WTO = Waiting Time Over for Russia
The agreement on Russia's accession to the WTO has been signed at a WTO Ministerial conference on Friday by Russian Economic Development Minister Elvira Nabiullina and WTO General Secretary Pascal Lamy, after the working group unilaterally approved Russia’s bid to become part of the 153-strong trade club.
Ratification by the Russian parliament is now the only necessary step before receiving the membership.
"Russia is the world's 12th largest trading nation ($400 billion in exports and $250 billion in imports) and until we have this important country among our members, we cannot truly be the World Trade Organization," pointed out Pascal Lamy, the Director-General of the WTO, in an article published by ITAR TASS news agency.
Russia’s 18-year path to the WTO was almost record-slow, with only Algeria’s negotiations taking longer at the moment. It was also the world’s largest non-member economy. The hurdle was caused by the principle of consensus the organization uses, which means each member can veto its enlargement.
Georgia, which engaged in a war with Russia in 2008 after attacking a then-breakaway province which Moscow pledged to keep peace in, was the last country to block Russia’s accession to the WTO. Overcoming Georgian resistance took great effort from the mediators, reports RT’s Daniel Bushell.
As the newest member of the WTO, Russia will have access to larger markets, but will have to drop trade barriers of its own too. This means that the less-competitive industries have to brace for tough times and most likely layoffs. The two particularity worried sectors are agriculture and car industry, which both enjoy governmental subsidies.
Russian farmers received $9 billion annually in the previous few years. In roughly just five years after joining the WTO, that aid is expected to decrease by half to just $4.4 billion, reports RT's Maria Finoshina. Currently 30 per cent of arable land in Russia is not in use, and there are fears that the cut of farming subsidies the accession will bring will only make things dramatically worse.
Russia, though, will hardly be starving, as lower import taxes will help fill the gap with foreign goods. Previously banned items like Georgian wine and mineral water, American and Polish meat and Lithuanian milk are also likely to make a return to Russia's supermarket shelves. For customers it means greater choice and lower prices, while local producers may suffer.
“Russia is currently importing 45 per cent of all food products. I predict it will increase and may become 50, 60, 70 per cent.
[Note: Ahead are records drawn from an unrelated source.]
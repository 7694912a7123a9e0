//! # difftrack-sync
//!
//! Diff-state synchronization engine.
//!
//! Build a [`DiffSession`] per workspace from its collaborators; it aggregates
//! repository statuses ([`StatusAggregator`]) and tracks the active file
//! ([`ActiveFileController`]), fetching content ([`ContentFetcher`]) and
//! annotations ([`AnnotationComposer`]) for it.

pub mod active;
pub mod annotate;
pub mod error;
pub mod fetch;
pub mod session;
pub mod status;

#[cfg(test)]
mod testing;

pub use active::{ActiveFileController, Phase};
pub use annotate::AnnotationComposer;
pub use error::DiffError;
pub use fetch::{ContentFetcher, FetchOutcome, FetchedContents};
pub use session::{Collaborators, DiffSession};
pub use status::StatusAggregator;
//! Typed observer channels.
//!
//! Dispatch is synchronous and in registration order. Listeners are
//! snapshotted before dispatch, so a listener may subscribe or unsubscribe
//! from inside a callback. A panicking listener is logged and skipped; it
//! never unwinds into the emitter.

use std::fmt;
use std::panic::{self, AssertUnwindSafe};
use std::sync::{Arc, Weak};

use parking_lot::Mutex;

type Listener<T> = Arc<dyn Fn(&T) + Send + Sync>;

struct Listeners<T> {
    next_id: u64,
    entries: Vec<(u64, Listener<T>)>,
}

/// A single typed event channel.
pub struct Emitter<T> {
    channel: &'static str,
    listeners: Arc<Mutex<Listeners<T>>>,
}

impl<T: 'static> Emitter<T> {
    pub fn new(channel: &'static str) -> Self {
        Self {
            channel,
            listeners: Arc::new(Mutex::new(Listeners {
                next_id: 0,
                entries: Vec::new(),
            })),
        }
    }

    /// Register a listener. Dropping or disposing the handle unsubscribes.
    pub fn on<F>(&self, callback: F) -> Subscription
    where
        F: Fn(&T) + Send + Sync + 'static,
    {
        let id = {
            let mut listeners = self.listeners.lock();
            let id = listeners.next_id;
            listeners.next_id += 1;
            listeners.entries.push((id, Arc::new(callback)));
            id
        };
        let weak: Weak<Mutex<Listeners<T>>> = Arc::downgrade(&self.listeners);
        Subscription::new(move || {
            if let Some(listeners) = weak.upgrade() {
                listeners.lock().entries.retain(|(entry, _)| *entry != id);
            }
        })
    }

    pub fn emit(&self, value: &T) {
        let snapshot: Vec<Listener<T>> = self
            .listeners
            .lock()
            .entries
            .iter()
            .map(|(_, listener)| Arc::clone(listener))
            .collect();
        for listener in snapshot {
            if panic::catch_unwind(AssertUnwindSafe(|| listener(value))).is_err() {
                tracing::error!(channel = self.channel, "subscriber panicked during dispatch");
            }
        }
    }

    pub fn listener_count(&self) -> usize {
        self.listeners.lock().entries.len()
    }

    /// Drop every listener. Outstanding handles become no-ops.
    pub fn clear(&self) {
        self.listeners.lock().entries.clear();
    }
}

impl<T> fmt::Debug for Emitter<T> {
    fn fmt(&self, f: &mut fmt::Formatter<'_>) -> fmt::Result {
        f.debug_struct("Emitter")
            .field("channel", &self.channel)
            .field("listeners", &self.listeners.lock().entries.len())
            .finish()
    }
}

// ---------------------------------------------------------------------------
// Subscription handles
// ---------------------------------------------------------------------------

type Disposer = Box<dyn FnOnce() + Send>;

/// Unsubscribe handle. Disposal runs at most once, on `dispose()` or on drop.
pub struct Subscription {
    disposer: Mutex<Option<Disposer>>,
}

impl Subscription {
    pub fn new<F>(disposer: F) -> Self
    where
        F: FnOnce() + Send + 'static,
    {
        Self {
            disposer: Mutex::new(Some(Box::new(disposer))),
        }
    }

    /// A handle with nothing to dispose.
    pub fn empty() -> Self {
        Self {
            disposer: Mutex::new(None),
        }
    }

    pub fn dispose(&self) {
        let disposer = self.disposer.lock().take();
        if let Some(disposer) = disposer {
            disposer();
        }
    }

    pub fn is_disposed(&self) -> bool {
        self.disposer.lock().is_none()
    }
}

impl Drop for Subscription {
    fn drop(&mut self) {
        self.dispose();
    }
}

impl fmt::Debug for Subscription {
    fn fmt(&self, f: &mut fmt::Formatter<'_>) -> fmt::Result {
        f.debug_struct("Subscription")
            .field("disposed", &self.is_disposed())
            .finish()
    }
}

/// A set of subscriptions disposed together.
#[derive(Debug, Default)]
pub struct SubscriptionGroup {
    items: Mutex<Vec<Subscription>>,
}

impl SubscriptionGroup {
    pub fn new() -> Self {
        Self::default()
    }

    pub fn add(&self, subscription: Subscription) {
        self.items.lock().push(subscription);
    }

    /// Dispose and remove every member. The group stays usable.
    pub fn dispose(&self) {
        let items = std::mem::take(&mut *self.items.lock());
        for item in &items {
            item.dispose();
        }
    }

    pub fn len(&self) -> usize {
        self.items.lock().len()
    }

    pub fn is_empty(&self) -> bool {
        self.len() == 0
    }
}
Local producers who are unable to compete will go down,” says Konstantin Babkin, CEO of the Rosagromash.
Similar sentiments come from the machine-building and car industries, which are far from thrilled about running head-to-head with world’s most modern producers with the Soviet-era equipment many of the Russian plants still use. It is no wonder that domestic car producers have been among the ardent anti-WTO lobbyists.
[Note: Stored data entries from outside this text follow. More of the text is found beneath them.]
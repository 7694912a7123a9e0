//! Error types for difftrack-core.

use std::io::ErrorKind;
use std::path::PathBuf;

use thiserror::Error;

/// Errors from loading or saving the session configuration.
#[derive(Debug, Error)]
pub enum ConfigError {
    /// Underlying I/O failure (permission denied, etc.).
    #[error("I/O error: {0}")]
    Io(#[from] std::io::Error),

    /// YAML serialization error (save path).
    #[error("YAML serialization error: {0}")]
    Yaml(#[from] serde_yaml::Error),

    /// YAML parse error on load: includes the file path.
    #[error("failed to parse config at {path}: {source}")]
    Parse {
        path: PathBuf,
        #[source]
        source: serde_yaml::Error,
    },

    /// `dirs::home_dir()` returned `None`.
    #[error("cannot determine home directory; set $HOME or equivalent")]
    HomeNotFound,
}

/// Errors reported by a storage client.
#[derive(Debug, Error)]
pub enum StorageError {
    #[error("no such file: {path}")]
    NotFound { path: PathBuf },

    #[error("path is a directory: {path}")]
    IsDirectory { path: PathBuf },

    #[error("I/O error at {path}: {source}")]
    Io {
        path: PathBuf,
        #[source]
        source: std::io::Error,
    },
}

impl StorageError {
    /// Classify an `std::io::Error`, keeping not-found distinct.
    pub fn from_io(path: impl Into<PathBuf>, source: std::io::Error) -> Self {
        let path = path.into();
        match source.kind() {
            ErrorKind::NotFound => StorageError::NotFound { path },
            _ => StorageError::Io { path, source },
        }
    }

    pub fn is_not_found(&self) -> bool {
        matches!(self, StorageError::NotFound { .. })
    }
}

/// Errors reported by a version-control backend.
#[derive(Debug, Error)]
pub enum BackendError {
    #[error("I/O error at {path}: {source}")]
    Io {
        path: PathBuf,
        #[source]
        source: std::io::Error,
    },

    #[error("repository unavailable: {0}")]
    Unavailable(String),
}
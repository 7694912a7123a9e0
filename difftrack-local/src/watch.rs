//! Filesystem change watches backed by `notify`.
//!
//! Raw events are forwarded from the notify thread over an unbounded channel
//! to a tokio task, which filters them and invokes the callback. Dropping the
//! [`PathWatch`] drops the watcher, closing the channel and ending the task.

use std::fs;
use std::path::{Path, PathBuf};
use notify::{recommended_watcher, Event, EventKind, RecommendedWatcher, RecursiveMode, Watcher};
use tokio::sync::mpsc;

use crate::error::{io_err, LocalError};

type Filter = Box<dyn Fn(&Path) -> bool + Send + Sync>;

/// A live watch. Events stop when dropped.
pub struct PathWatch {
    target: PathBuf,
    _watcher: RecommendedWatcher,
}

impl PathWatch {
    /// Watch a single file. Its parent directory is watched so that
    /// replace-by-rename saves are seen; only events naming the file fire.
    pub fn file<F>(path: &Path, callback: F) -> Result<Self, LocalError>
    where
        F: Fn() + Send + Sync + 'static,
    {
        let target = canonical_or_self(path)?;
        let dir = target
            .parent()
            .map(Path::to_path_buf)
            .ok_or_else(|| LocalError::NotADirectory {
                path: target.clone(),
            })?;
        let file = target.clone();
        Self::start(
            target,
            &dir,
            RecursiveMode::NonRecursive,
            Box::new(move |changed: &Path| changed == file.as_path()),
            callback,
        )
    }

    /// Watch a directory tree. Events whose paths all satisfy `ignore` are
    /// dropped.
    pub fn tree<I, F>(root: &Path, ignore: I, callback: F) -> Result<Self, LocalError>
    where
        I: Fn(&Path) -> bool + Send + Sync + 'static,
        F: Fn() + Send + Sync + 'static,
    {
        let target = fs::canonicalize(root).map_err(|e| io_err(root, e))?;
        if !target.is_dir() {
            return Err(LocalError::NotADirectory { path: target });
        }
        let dir = target.clone();
        Self::start(
            target,
            &dir,
            RecursiveMode::Recursive,
            Box::new(move |changed: &Path| !ignore(changed)),
            callback,
        )
    }

    pub fn target(&self) -> &Path {
        &self.target
    }

    fn start<F>(
        target: PathBuf,
        dir: &Path,
        mode: RecursiveMode,
        wanted: Filter,
        callback: F,
    ) -> Result<Self, LocalError>
    where
        F: Fn() + Send + Sync + 'static,
    {
        let handle = tokio::runtime::Handle::try_current().map_err(|_| LocalError::NoRuntime {
            path: target.clone(),
        })?;

        let (event_tx, mut event_rx) = mpsc::unbounded_channel::<notify::Result<Event>>();
        let mut watcher: RecommendedWatcher = recommended_watcher(move |event| {
            let _ = event_tx.send(event);
        })?;
        watcher.watch(dir, mode)?;
        tracing::debug!(path = %target.display(), "watching for changes");

        let label = target.clone();
        handle.spawn(async move {
            while let Some(event) = event_rx.recv().await {
                let event = match event {
                    Ok(event) => event,
                    Err(err) => {
                        tracing::warn!(path = %label.display(), error = %err, "watcher event error");
                        continue;
                    }
                };
                if !is_relevant_event_kind(&event.kind) {
                    continue;
                }
                if event.paths.iter().any(|changed| wanted(changed.as_path())) {
                    callback();
                }
            }
            tracing::trace!(path = %label.display(), "watch closed");
        });

        Ok(Self {
            target,
            _watcher: watcher,
        })
    }
}

/// Canonicalize the parent and re-attach the file name, so a file that does
/// not exist yet can still be watched.
fn canonical_or_self(path: &Path) -> Result<PathBuf, LocalError> {
    if let Ok(canonical) = fs::canonicalize(path) {
        return Ok(canonical);
    }
    match (path.parent(), path.file_name()) {
        (Some(parent), Some(name)) => {
            let parent = fs::canonicalize(parent).map_err(|e| io_err(parent, e))?;
            Ok(parent.join(name))
        }
        _ => Ok(path.to_path_buf()),
    }
}

fn is_relevant_event_kind(kind: &EventKind) -> bool {
    matches!(
        kind,
        EventKind::Create(_) | EventKind::Modify(_) | EventKind::Remove(_)
    )
}
//! `difftrack show`: one file's diff state.

use std::path::PathBuf;

use anyhow::{Context, Result};
use clap::Args;
use colored::Colorize;
use serde::Serialize;

use difftrack_core::{ChangeStatus, FileDiffState};

use super::status::status_label;
use super::{resolve_file, runtime, Workspace, WorkspaceArgs};

/// Arguments for `difftrack show`.
#[derive(Args, Debug)]
pub struct ShowArgs {
    /// File to load, absolute or relative to the current directory.
    pub file: PathBuf,

    /// Emit machine-readable JSON.
    #[arg(long)]
    pub json: bool,
}

#[derive(Serialize)]
struct ShowJson<'a> {
    path: String,
    status: Option<ChangeStatus>,
    #[serde(flatten)]
    state: &'a FileDiffState,
}

impl ShowArgs {
    pub fn run(self, workspace: &WorkspaceArgs) -> Result<()> {
        let file = resolve_file(&self.file)?;
        runtime()?.block_on(self.execute(workspace, file))
    }

    async fn execute(self, workspace: &WorkspaceArgs, file: PathBuf) -> Result<()> {
        let ws = Workspace::open(workspace)?;
        ws.session
            .activate_file(&file)
            .await
            .with_context(|| format!("failed to load {}", file.display()))?;
        let state = ws.session.active_file_state();
        let status = ws.session.file_changes().get(&file).copied();
        ws.session.destroy();

        let path = ws.display_path(&file);
        if self.json {
            let payload = ShowJson {
                path,
                status,
                state: &state,
            };
            println!(
                "{}",
                serde_json::to_string_pretty(&payload)
                    .context("failed to serialize diff state JSON")?
            );
            return Ok(());
        }

        print_summary(&path, status, &state);
        Ok(())
    }
}

fn print_summary(path: &str, status: Option<ChangeStatus>, state: &FileDiffState) {
    let label = status.map(status_label).unwrap_or("UNCHANGED");
    println!("{} {}", path.bold(), label);
    println!("  baseline: {} lines", state.old_contents.lines().count());
    println!("  working:  {} lines", state.new_contents.lines().count());

    let annotations = state.annotations.as_deref().unwrap_or_default();
    println!("  annotations: {}", annotations.len());
    for overlay in annotations {
        println!("    {}", overlay.0.to_string().bright_black());
    }
}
Ukraine’s 2008 entry into the organization led to a 50 per cent loss of employment in its auto industry. In Russia, however, the effect should be more gradual due to securing a certain privilege. Russian negotiators negotiated terms for a transition period – from two to three years for well-to-do industries to five to six years for the less efficient – over which the now-protected businesses will have a chance to build up some muscle before playing against foreigners on equal terms.
“Russian manufacturers have to invest more in order to increase their efficiency and productivity. This is one of the instruments in order to promote the modernization of the Russian economy,” explains Frank Shauff from the Association of European Businesses.
There will be sectors of the economy, though, where the benefits will be immense. Once trade barriers tumble, common rules will make the path for the Russian steel and chemical industries to the international market much smoother. It will also make large investments into Russia less risky and more profitable.
“The key amount of gains we believe are roughly 3.3 per cent of Russian GDP in early years after accession, and after more like 10 years, I think Russia will gain about 11 per cent of GDP,” predicts David Tarr from the World Bank.
But apart from economic achievements, the country's political image should benefit – and maybe what is more important: Russia will no longer be an outsider, but a part of the prestigious club.